Sete vezes no dia te louvo pelos juízos da tua justiça.
(Sl.119.64)

A palavra sete corresponde ao termo hebraico sheba, que é cognato de saba e significa está cheio, pleno, abundante. Em geral, esse número expressa perfeição, completitude.

Para Deus, número não é importante. Para o homem compreender melhor, os números foram criados e articulados na linguagem e servem como um referencial para medir, contar, distribuir.

Justo és Senhor, e reto são os teus juízos. (Sl.119.137)

Pela justiça e bondade recebidas, o salmista resolveu louvar a Deus. Como expressão de gratidão, sete vezes no dia passou a louvá-lo.

O salmista contava as vezes em que dispunha o coração a adorar? Creio que não. Para os judeus de sua época, sete era o número que expressava a perfeição.

Ele adorava o dia todo em seu pensamento, além de momentos que reservava para em voz alta entoar canções, palavras benditas direcionadas ao céu.

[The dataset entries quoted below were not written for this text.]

impl PathResolver {
    pub fn new(layout: SystemLayout, os_packages: Vec<String>) -> Self {
        Self {
            layout,
            os_packages,
        }
    }

    pub fn from_config(config: &InventoryConfig) -> Self {
        Self::new(config.layout.clone(), config.os_packages.clone())
    }

    pub fn layout(&self) -> &SystemLayout {
        &self.layout
    }

    /// Classify `candidate` and record it in `store` when accepted
    ///
    /// `detection_info_prefix` is prepended to the candidate's detection
    /// info unless already present. An `Err` means this candidate was
    /// skipped because of a lookup or I/O failure; the store is untouched
    /// in that case.
    pub fn classify(
        &self,
        store: &InventoryStore,
        repo: &dyn MetadataRepository,
        candidate: &InstalledPackageVersion,
        detection_info_prefix: &str,
    ) -> Result<Classification> {
        let mut directory = candidate
            .directory()
            .filter(|d| d.is_dir())
            .map(Path::to_path_buf);

        if let Some(dir) = &directory
            && self.is_reserved_location(&candidate.package, dir)
        {
            debug!(
                "{} {}: {} is a reserved location",
                candidate.package,
                candidate.version,
                dir.display()
            );
            directory = None;
        }

        let package = self
            .find_better_package_name(repo, &candidate.package)
            .unwrap_or_else(|| candidate.package.clone());

        if let Some(dir) = directory.clone() {
            for claimed in store.get_all_installed_paths() {
                if is_under_or_equals(&dir, &claimed) {
                    debug!(
                        "{} {}: {} is already owned through {}",
                        package,
                        candidate.version,
                        dir.display(),
                        claimed.display()
                    );
                    return Ok(Classification::Discarded);
                }
                if is_under_or_equals(&claimed, &dir) {
                    directory = None;
                    break;
                }
            }
        }

        if store.is_installed(&package, &candidate.version) {
            return Ok(Classification::AlreadyInstalled);
        }

        let mut pv = self.find_package_version(repo, &package, candidate)?;

        if directory.is_none() && pv.find_file(UNINSTALL_SCRIPT).is_none() {
            pv.files
                .push(PackageVersionFile::new(UNINSTALL_SCRIPT, PLACEHOLDER_UNINSTALL));
        }

        let directory = match directory {
            Some(dir) => dir,
            None => self.create_detected_dir(repo, &package, candidate)?,
        };

        if directory.is_dir() {
            pv.save_files(&directory)?;
        }

        let detection_info = if candidate.detection_info.starts_with(detection_info_prefix) {
            candidate.detection_info.clone()
        } else {
            format!("{}{}", detection_info_prefix, candidate.detection_info)
        };

        store.find_or_create(&package, &candidate.version)?;
        store.set_detected(
            &package,
            &candidate.version,
            Some(directory.as_path()),
            &detection_info,
        )?;
        debug!(
            "{} {} detected in {}",
            package,
            candidate.version,
            directory.display()
        );

        Ok(Classification::Accepted {
            package,
            directory,
        })
    }

    /// Whether `dir` must not be claimed by `package`
    fn is_reserved_location(&self, package: &str, dir: &Path) -> bool {
        let layout = &self.layout;

        // ancestor or descendant of the system root
        if is_under(&layout.system_root, dir) || is_under(dir, &layout.system_root) {
            return true;
        }

        if path_equals(dir, &layout.system_root) && !self.os_packages.iter().any(|p| p == package)
        {
            return true;
        }

        if is_under_or_equals(&layout.program_dir, dir) {
            return true;
        }

        if let Some(x86) = &layout.program_dir_x86
            && is_under_or_equals(x86, dir)
        {
            return true;
        }

        false
    }

    /// Canonical identity for a synthetic one: the single repository
    /// package sharing its title
    fn find_better_package_name(&self, repo: &dyn MetadataRepository, package: &str) -> Option<String> {
        if !is_synthetic(package) {
            return None;
        }

        let p = match repo.find_package(package) {
            Ok(Some(p)) => p,
            Ok(None) => return None,
            Err(e) => {
                warn!("Cannot look up {}: {}", package, e);
                return None;
            }
        };

        match repo.find_better_packages(&p.title) {
            Ok(found) if found.len() == 1 => {
                debug!("Replacing {} with {}", package, found[0]);
                found.into_iter().next()
            }
            Ok(_) => None,
            Err(e) => {
                warn!("Cannot search packages titled {:?}: {}", p.title, e);
                None
            }
        }
    }

    /// Version definition for the (possibly renamed) package
    ///
    /// A renamed candidate falls back to the definition its source
    /// produced under the synthetic identity.
    fn find_package_version(
        &self,
        repo: &dyn MetadataRepository,
        package: &str,
        candidate: &InstalledPackageVersion,
    ) -> Result<PackageVersion> {
        if let Some(pv) = repo.find_package_version(package, &candidate.version)? {
            return Ok(pv);
        }

        if package != candidate.package
            && let Some(mut pv) = repo.find_package_version(&candidate.package, &candidate.version)?
        {
            pv.package = package.to_string();
            return Ok(pv);
        }

        Err(Error::NotFoundError(format!(
            "Cannot find the package version {} {}",
            package, candidate.version
        )))
    }

    /// Create a directory below the detected-software subtree for a
    /// candidate whose location is unknown
    fn create_detected_dir(
        &self,
        repo: &dyn MetadataRepository,
        package: &str,
        candidate: &InstalledPackageVersion,
    ) -> Result<PathBuf> {
        let title = match repo.find_package(package)? {
            Some(p) if !p.title.is_empty() => p.title,
            _ => package.to_string(),
        };

        let mut dir = self
            .layout
            .detected_root()
            .join(make_valid_filename(&title, '_'));
        if dir.exists() {
            let mut name = dir.into_os_string();
            name.push(format!("-{}", candidate.version));
            dir = find_non_existing_path(PathBuf::from(name));
        }

        fs::create_dir_all(&dir)
            .map_err(|e| Error::IoError(format!("Cannot create {}: {}", dir.display(), e)))?;
        Ok(dir)
    }
}
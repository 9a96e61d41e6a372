// src/logging.rs

//! Tracing subscriber setup for embedders and tests

use std::sync::Once;
use tracing_subscriber::EnvFilter;

static INIT: Once = Once::new();

/// Install a global fmt subscriber
///
/// `RUST_LOG` wins when set; otherwise the level follows `verbosity`
/// (0 = warn, 1 = info, 2 = debug, 3+ = trace). Only the first call has
/// any effect.
pub fn init(verbosity: u8) {
    INIT.call_once(|| {
        let default_level = match verbosity {
            0 => "warn",
            1 => "info",
            2 => "debug",
            _ => "trace",
        };
        let filter = EnvFilter::try_from_default_env()
            .unwrap_or_else(|_| EnvFilter::new(default_level));

        // Another subscriber may already be installed by the embedding program
        let _ = tracing_subscriber::fmt()
            .with_env_filter(filter)
            .with_target(false)
            .try_init();
    });
}

#[cfg(test)]
mod tests {
    use super::*;

    #[test]
    fn test_init_twice_is_harmless() {
        init(2);
        init(0);
        tracing::debug!("logging initialized");
    }
}
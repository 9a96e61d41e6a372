// src/job.rs

//! Cooperative job, progress and cancellation handle
//!
//! A refresh cycle runs as a tree of jobs: the orchestrator holds the root
//! and hands weighted sub-jobs to detection sources and phases. Progress
//! reported by a sub-job is mapped into its slice of the parent's range.
//!
//! Cancellation is cooperative. Nothing is interrupted; work checks
//! [`Job::should_proceed`] at phase boundaries and skips what remains.
//!
//! ```ignore
//! let job = Job::new("Refreshing installed packages");
//! let sub = job.new_sub_job(0.5, "Detecting installer records");
//! if sub.should_proceed() {
//!     // ... do work ...
//!     sub.set_progress(1.0);
//! }
//! sub.complete();
//! ```

use parking_lot::Mutex;
use std::sync::Arc;
use std::sync::atomic::{AtomicBool, Ordering};
use tracing::{debug, warn};

struct ParentLink {
    parent: Arc<JobInner>,
    /// Share of the parent's range covered by this job
    weight: f64,
    /// Parent progress when this job was created
    base: f64,
}

struct JobInner {
    title: String,
    parent: Option<ParentLink>,
    progress: Mutex<f64>,
    error: Mutex<Option<String>>,
    completed: AtomicBool,
    /// Shared by every job in one tree
    cancelled: Arc<AtomicBool>,
}

impl JobInner {
    fn set_progress(&self, fraction: f64) {
        let fraction = fraction.clamp(0.0, 1.0);
        {
            let mut progress = self.progress.lock();
            if fraction <= *progress {
                return;
            }
            *progress = fraction;
        }
        debug!("{}: {:.0}%", self.title, fraction * 100.0);

        if let Some(link) = &self.parent {
            link.parent.set_progress(link.base + fraction * link.weight);
        }
    }

    fn error_message(&self) -> Option<String> {
        self.error.lock().clone()
    }
}

/// Handle to one node of a job tree
///
/// Cloning yields another handle to the same job.
#[derive(Clone)]
pub struct Job {
    inner: Arc<JobInner>,
}

impl Job {
    /// Create a root job
    pub fn new(title: impl Into<String>) -> Self {
        Self {
            inner: Arc::new(JobInner {
                title: title.into(),
                parent: None,
                progress: Mutex::new(0.0),
                error: Mutex::new(None),
                completed: AtomicBool::new(false),
                cancelled: Arc::new(AtomicBool::new(false)),
            }),
        }
    }

    /// Create a child job covering `weight` of this job's progress range
    pub fn new_sub_job(&self, weight: f64, title: impl Into<String>) -> Job {
        let title = title.into();
        debug!("{}: starting {}", self.inner.title, title);
        Job {
            inner: Arc::new(JobInner {
                title,
                parent: Some(ParentLink {
                    parent: Arc::clone(&self.inner),
                    weight: weight.clamp(0.0, 1.0),
                    base: self.progress(),
                }),
                progress: Mutex::new(0.0),
                error: Mutex::new(None),
                completed: AtomicBool::new(false),
                cancelled: Arc::clone(&self.inner.cancelled),
            }),
        }
    }

    pub fn title(&self) -> &str {
        &self.inner.title
    }

    /// Whether work should continue: not cancelled and no error recorded
    pub fn should_proceed(&self) -> bool {
        !self.is_cancelled() && self.inner.error.lock().is_none()
    }

    /// Request cancellation of the whole job tree
    pub fn cancel(&self) {
        debug!("{}: cancellation requested", self.inner.title);
        self.inner.cancelled.store(true, Ordering::SeqCst);
    }

    pub fn is_cancelled(&self) -> bool {
        self.inner.cancelled.load(Ordering::SeqCst)
    }

    /// Report progress as a fraction in 0..=1; progress never goes back
    pub fn set_progress(&self, fraction: f64) {
        self.inner.set_progress(fraction);
    }

    pub fn progress(&self) -> f64 {
        *self.inner.progress.lock()
    }

    /// Record a user-visible failure; the first message wins
    pub fn set_error_message(&self, message: impl Into<String>) {
        let message = message.into();
        let mut error = self.inner.error.lock();
        if error.is_none() {
            warn!("{}: {}", self.inner.title, message);
            *error = Some(message);
        }
    }

    pub fn error_message(&self) -> Option<String> {
        self.inner.error_message()
    }

    /// Mark the job finished
    ///
    /// An error recorded on this job is copied to its parent if the
    /// parent has none. Completing twice has no further effect.
    pub fn complete(&self) {
        if self.inner.completed.swap(true, Ordering::SeqCst) {
            return;
        }

        match (self.inner.error_message(), &self.inner.parent) {
            (Some(message), Some(link)) => {
                let mut parent_error = link.parent.error.lock();
                if parent_error.is_none() {
                    *parent_error = Some(format!("{}: {}", self.inner.title, message));
                }
            }
            (None, _) => debug!("{}: complete", self.inner.title),
            (Some(_), None) => {}
        }
    }

    /// Set progress to 100% and complete
    pub fn complete_with_progress(&self) {
        self.set_progress(1.0);
        self.complete();
    }

    pub fn is_completed(&self) -> bool {
        self.inner.completed.load(Ordering::SeqCst)
    }
}

impl std::fmt::Debug for Job {
    fn fmt(&self, f: &mut std::fmt::Formatter<'_>) -> std::fmt::Result {
        f.debug_struct("Job")
            .field("title", &self.inner.title)
            .field("progress", &self.progress())
            .field("cancelled", &self.is_cancelled())
            .field("completed", &self.is_completed())
            .finish()
    }
}
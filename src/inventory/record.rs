// src/inventory/record.rs

//! Installed package version record

use crate::version::Version;
use std::path::{Path, PathBuf};

/// Canonical string id of a (package, version) pair
///
/// `<package>-<normalizedVersion>`; the same string keys the in-memory
/// store and the durable registry.
pub fn string_id(package: &str, version: &Version) -> String {
    format!("{}-{}", package, version.normalized_string())
}

/// Split a canonical string id at its last `-`
///
/// Returns `None` when there is no separator or the package part is empty.
/// No validation beyond that is done here.
pub fn split_string_id(id: &str) -> Option<(&str, &str)> {
    let pos = id.rfind('-')?;
    if pos == 0 {
        return None;
    }
    Some((&id[..pos], &id[pos + 1..]))
}

/// A package version as found on this machine
///
/// A record is installed iff `directory` is set. Records handed out by
/// [`InventoryStore`](super::InventoryStore) are detached copies.
#[derive(Debug, Clone, PartialEq, Eq)]
pub struct InstalledPackageVersion {
    pub package: String,
    pub version: Version,
    pub directory: Option<PathBuf>,
    /// Free-form note from the detection source (e.g. `installer:{GUID}`)
    pub detection_info: String,
}

impl InstalledPackageVersion {
    pub fn new(package: impl Into<String>, version: Version, directory: Option<PathBuf>) -> Self {
        Self {
            package: package.into(),
            version,
            directory: directory.filter(|d| !d.as_os_str().is_empty()),
            detection_info: String::new(),
        }
    }

    /// Builder-style setter for detection info
    pub fn with_detection_info(mut self, detection_info: impl Into<String>) -> Self {
        self.detection_info = detection_info.into();
        self
    }

    pub fn installed(&self) -> bool {
        self.directory.is_some()
    }

    pub fn directory(&self) -> Option<&Path> {
        self.directory.as_deref()
    }

    /// Set or clear the installation directory; an empty path clears it
    pub fn set_path(&mut self, directory: Option<PathBuf>) {
        self.directory = directory.filter(|d| !d.as_os_str().is_empty());
    }

    pub fn string_id(&self) -> String {
        string_id(&self.package, &self.version)
    }
}
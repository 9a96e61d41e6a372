// src/sources/wellknown.rs

//! Programs known without scanning: this tool and the operating system

use super::{DetectionSource, ScanOutput, SourceKind};
use crate::config::InventoryConfig;
use crate::error::Result;
use crate::inventory::InstalledPackageVersion;
use crate::job::Job;
use crate::version::Version;
use std::collections::HashMap;
use std::path::PathBuf;
use tracing::{debug, warn};

const OS_RELEASE: &str = "/etc/os-release";

/// Parse `os-release(5)` content into key/value pairs
///
/// Values may be quoted with single or double quotes; comments and
/// malformed lines are ignored.
pub fn parse_os_release(content: &str) -> HashMap<String, String> {
    content
        .lines()
        .map(str::trim)
        .filter(|line| !line.is_empty() && !line.starts_with('#'))
        .filter_map(|line| line.split_once('='))
        .map(|(key, value)| {
            let value = value.trim();
            let value = value
                .strip_prefix('"')
                .and_then(|v| v.strip_suffix('"'))
                .or_else(|| value.strip_prefix('\'').and_then(|v| v.strip_suffix('\'')))
                .unwrap_or(value);
            (key.trim().to_string(), value.to_string())
        })
        .collect()
}

pub struct WellKnownSource {
    self_package: String,
    os_package: Option<String>,
    system_root: PathBuf,
    os_release: PathBuf,
}

impl WellKnownSource {
    pub fn new(config: &InventoryConfig) -> Self {
        Self {
            self_package: config.self_package.clone(),
            os_package: config.os_packages.first().cloned(),
            system_root: config.layout.system_root.clone(),
            os_release: PathBuf::from(OS_RELEASE),
        }
    }

    /// Read the operating system version from another file
    pub fn with_os_release(mut self, path: impl Into<PathBuf>) -> Self {
        self.os_release = path.into();
        self
    }

    fn detect_self(&self, out: &mut ScanOutput) {
        let version = Version::parse_lenient(env!("CARGO_PKG_VERSION"));
        let dir = match std::env::current_exe() {
            Ok(exe) => exe.parent().map(|p| p.to_path_buf()),
            Err(e) => {
                warn!("Cannot determine the running executable: {}", e);
                None
            }
        };

        out.push(
            InstalledPackageVersion::new(self.self_package.as_str(), version, dir),
            "Conary",
            "Package manager",
        );
    }

    fn detect_os(&self, out: &mut ScanOutput) {
        let Some(package) = &self.os_package else {
            return;
        };

        let content = match std::fs::read_to_string(&self.os_release) {
            Ok(content) => content,
            Err(e) => {
                debug!("Cannot read {}: {}", self.os_release.display(), e);
                return;
            }
        };

        let fields = parse_os_release(&content);
        let Some(version_id) = fields.get("VERSION_ID") else {
            debug!("{} has no VERSION_ID", self.os_release.display());
            return;
        };
        let title = fields
            .get("NAME")
            .cloned()
            .unwrap_or_else(|| "Operating system".to_string());

        out.push(
            InstalledPackageVersion::new(
                package.as_str(),
                Version::parse_lenient(version_id),
                Some(self.system_root.clone()),
            ),
            &title,
            fields.get("PRETTY_NAME").map(String::as_str).unwrap_or(""),
        );
    }
}

impl DetectionSource for WellKnownSource {
    fn kind(&self) -> SourceKind {
        SourceKind::WellKnown
    }

    fn scan(&self, job: &Job) -> Result<ScanOutput> {
        let mut out = ScanOutput::new();
        self.detect_self(&mut out);
        job.set_progress(0.5);
        self.detect_os(&mut out);
        job.set_progress(1.0);
        Ok(out)
    }
}
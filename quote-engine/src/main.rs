use std::io::Read;
use std::path::{Path, PathBuf};
use std::process::ExitCode;

use anyhow::Context;
use clap::{Parser, Subcommand};
use quote_engine::pricing::{compute_suggested_price, markup_percent, parse_margin};
use quote_engine::utils::money::{round_money, round_percent, to_decimal};
use quote_engine::{
    ApiResponse, AppError, Config, InMemoryRouteCatalog, PricingResult, QuoteAssembler,
    RouteCatalog, TariffAssembler, TariffBook, setup_environment,
};
use rust_decimal::Decimal;
use serde::Serialize;
use serde::de::DeserializeOwned;
use shared::models::{RouteKey, TariffRecord, TransportMode};
use shared::request::{QuoteFromTariffRequest, QuoteRequest, TariffRequest};

#[derive(Parser)]
#[command(name = "quote-engine", version, about = "Freight quote and tariff pricing")]
struct Cli {
    #[command(subcommand)]
    command: Commands,
}

#[derive(Subcommand)]
enum Commands {
    /// Assemble a quote from a JSON request (`-` reads stdin)
    Quote { input: PathBuf },
    /// Assemble a route tariff from a JSON request (`-` reads stdin)
    Tariff { input: PathBuf },
    /// Quote a client from stored tariffs plus extras (`-` reads stdin)
    FromTariff {
        /// JSON array of tariff records
        #[arg(long)]
        tariffs: PathBuf,
        input: PathBuf,
    },
    /// Suggested sale price for a cost at a margin
    Suggest {
        #[arg(long)]
        cost: f64,
        #[arg(long)]
        margin: Option<f64>,
    },
    /// Seed a cost ledger from the route catalog
    Seed {
        #[arg(long)]
        origin: String,
        #[arg(long)]
        destination: String,
        #[arg(long, value_parser = parse_mode)]
        mode: TransportMode,
        #[arg(long)]
        size: String,
    },
}

#[derive(Serialize)]
struct Suggestion {
    #[serde(with = "rust_decimal::serde::float")]
    total_cost: Decimal,
    #[serde(with = "rust_decimal::serde::float")]
    margin_percent: Decimal,
    #[serde(with = "rust_decimal::serde::float")]
    markup_percent: Decimal,
    #[serde(with = "rust_decimal::serde::float")]
    suggested_price: Decimal,
}

fn parse_mode(value: &str) -> Result<TransportMode, String> {
    serde_json::from_value(serde_json::Value::String(value.to_lowercase()))
        .map_err(|_| format!("unknown transport mode '{}'", value))
}

fn suggest(cost: f64, margin: Option<f64>, config: &Config) -> PricingResult<Suggestion> {
    let total_cost = round_money(to_decimal(cost, "cost")?);
    let margin_percent = match margin {
        Some(m) => parse_margin(m)?,
        None => config.default_margin_percent,
    };
    Ok(Suggestion {
        total_cost,
        margin_percent,
        markup_percent: round_percent(markup_percent(margin_percent)?),
        suggested_price: round_money(compute_suggested_price(total_cost, margin_percent)?),
    })
}

fn read_input(input: &Path) -> anyhow::Result<String> {
    if input.as_os_str() == "-" {
        let mut buf = String::new();
        std::io::stdin()
            .read_to_string(&mut buf)
            .context("failed to read stdin")?;
        return Ok(buf);
    }
    std::fs::read_to_string(input).with_context(|| format!("failed to read {}", input.display()))
}

/// Parse a JSON document; syntax and shape errors are request errors
fn parse_json<T: DeserializeOwned>(
    input: &Path,
    what: &str,
) -> anyhow::Result<Result<T, AppError>> {
    let json = read_input(input)?;
    Ok(serde_json::from_str(&json).map_err(|e| {
        AppError::invalid_request(format!("invalid {}: {}", what, e))
            .with_detail("line", e.line())
            .with_detail("column", e.column())
    }))
}

fn print_json<T: Serialize>(value: &T) -> anyhow::Result<()> {
    println!("{}", serde_json::to_string_pretty(value)?);
    Ok(())
}

fn run(command: Commands, config: &Config) -> anyhow::Result<Result<(), AppError>> {
    let quotes = QuoteAssembler::from_config(config);

    match command {
        Commands::Quote { input } => {
            let request: QuoteRequest = match parse_json(&input, "quote request")? {
                Ok(request) => request,
                Err(e) => return Ok(Err(e)),
            };
            match quotes.assemble_request(&request) {
                Ok(quote) => print_json(&ApiResponse::success(quote))?,
                Err(e) => return Ok(Err(e.into())),
            }
        }
        Commands::Tariff { input } => {
            let request: TariffRequest = match parse_json(&input, "tariff request")? {
                Ok(request) => request,
                Err(e) => return Ok(Err(e)),
            };
            match TariffAssembler::new(quotes).assemble_request(&request) {
                Ok(tariff) => print_json(&ApiResponse::success(tariff))?,
                Err(e) => return Ok(Err(e.into())),
            }
        }
        Commands::FromTariff { tariffs, input } => {
            let records: Vec<TariffRecord> = match parse_json(&tariffs, "tariff records")? {
                Ok(records) => records,
                Err(e) => return Ok(Err(e)),
            };
            let request: QuoteFromTariffRequest = match parse_json(&input, "quote request")? {
                Ok(request) => request,
                Err(e) => return Ok(Err(e)),
            };
            let book = TariffBook::with_records(TariffAssembler::new(quotes), records);
            match book.quote(&request) {
                Ok(quote) => print_json(&ApiResponse::success(quote))?,
                Err(e) => return Ok(Err(e.into())),
            }
        }
        Commands::Suggest { cost, margin } => match suggest(cost, margin, config) {
            Ok(suggestion) => print_json(&ApiResponse::success(suggestion))?,
            Err(e) => return Ok(Err(e.into())),
        },
        Commands::Seed {
            origin,
            destination,
            mode,
            size,
        } => {
            let catalog = match &config.route_catalog_path {
                Some(path) => match InMemoryRouteCatalog::load(path) {
                    Ok(catalog) => catalog,
                    Err(e) => return Ok(Err(e.into())),
                },
                None => {
                    tracing::warn!("ROUTE_CATALOG_PATH not set, seeding from an empty catalog");
                    InMemoryRouteCatalog::default()
                }
            };
            let route = RouteKey::new(origin, destination, mode, size);
            let ledger = catalog.seed_ledger(&route);
            print_json(&ApiResponse::success(ledger.into_components()))?;
        }
    }

    Ok(Ok(()))
}

fn main() -> anyhow::Result<ExitCode> {
    let cli = Cli::parse();

    let config = match setup_environment() {
        Ok(config) => config,
        Err(e) => {
            print_json(&ApiResponse::error(&e))?;
            return Ok(ExitCode::FAILURE);
        }
    };

    tracing::info!(environment = %config.environment, "Quote engine started");

    match run(cli.command, &config)? {
        Ok(()) => Ok(ExitCode::SUCCESS),
        Err(e) => {
            tracing::info!(code = %e.code, "Request rejected: {}", e.message);
            print_json(&ApiResponse::error(&e))?;
            Ok(ExitCode::FAILURE)
        }
    }
}
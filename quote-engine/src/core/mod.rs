//! Core: configuration and errors

pub mod config;
pub mod error;

pub use config::Config;
pub use error::{PricingError, PricingResult};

Senhor, tenho esperado na tua salvação e tenho cumprido os teus mandamentos. (Sl. 119.166)

Deus criou o mundo em sete dias. Qualquer que matasse Caim, sete vezes seria castigado por Deus. Lameque, em seu desvio de conduta, proferiu que setenta vezes sete seria vingado pelos insultos recebidos.

Jesus respondeu a Pedro que o perdão deveria ser exercido setenta vezes sete, e não somente sete vezes. Para afastar a possibilidade de um padrão meramente numérico, Pedro entendeu que o exercício dessa virtude deveria ser mais que perfeito.

Adorar é ato contínuo e necessário para o desenvolvimento da santidade.

O ardente desejo do homem carnal expresso na vingança de Lameque é lembrado pelo Mestre Jesus ao ensinar o privilégio de perdoar setenta vezes sete.

A ambição do homem espiritual deve ser superior aos desvios da carne.

A perfeição na adoração envolve uma mente conectada à eternidade em todo instante.

Chegue a minha súplica perante a tua face; livra-me segundo a tua palavra. (Sl. 119.170)

A busca por Deus deve ser perfeita, completa, em tempo e fora de tempo.

Pela fé caíram os muros de Jericó, sendo rodeados durante sete dias. (Hb 11.30)


  
     Para vencer a derrubada das muralhas de Jericó, a obediência foi completa. Sete dias rodeando os muros no silêncio. Quando o ciclo se completou, após os sete dias, o brado de vitória foi dado e a cidade foi cercada.

Na caminhada diária, o louvor deve ser setenta vezes sete, isto é, sempre e eternamente.

O agradecimento pelo fôlego de vida, pelo livramento e pela bênção deve permear os segundos da existência humana.  

E nas lutas de cada dia? É possível louvar? Sim, com muito sacrifício.

Quando Judá foi levada cativa para Babilônia, as canções de Sião eram entoadas, mesmo que com o coração partido de saudades e lembranças da terra natal.

Com muito esforço e disciplina, é possível adorar e bendizer a Deus nos desertos da vida.

Deus precisa do nosso louvor? Não. Ele é Deus. Ele se basta a si mesmo. Ele é tudo em todos.

A humanidade é que precisa louvar para que as correntes das trevas caiam. O louvor tem um grande peso espiritual de vitória.

No céu, os anjos cantam e louvam para que os demônios sejam derrotados e o plano redentor de salvação alcance muitas vidas.

Que possamos viver somente para Ele, por Ele, e Nele.

Por Auxilandia, pastora em Cristo Jesus.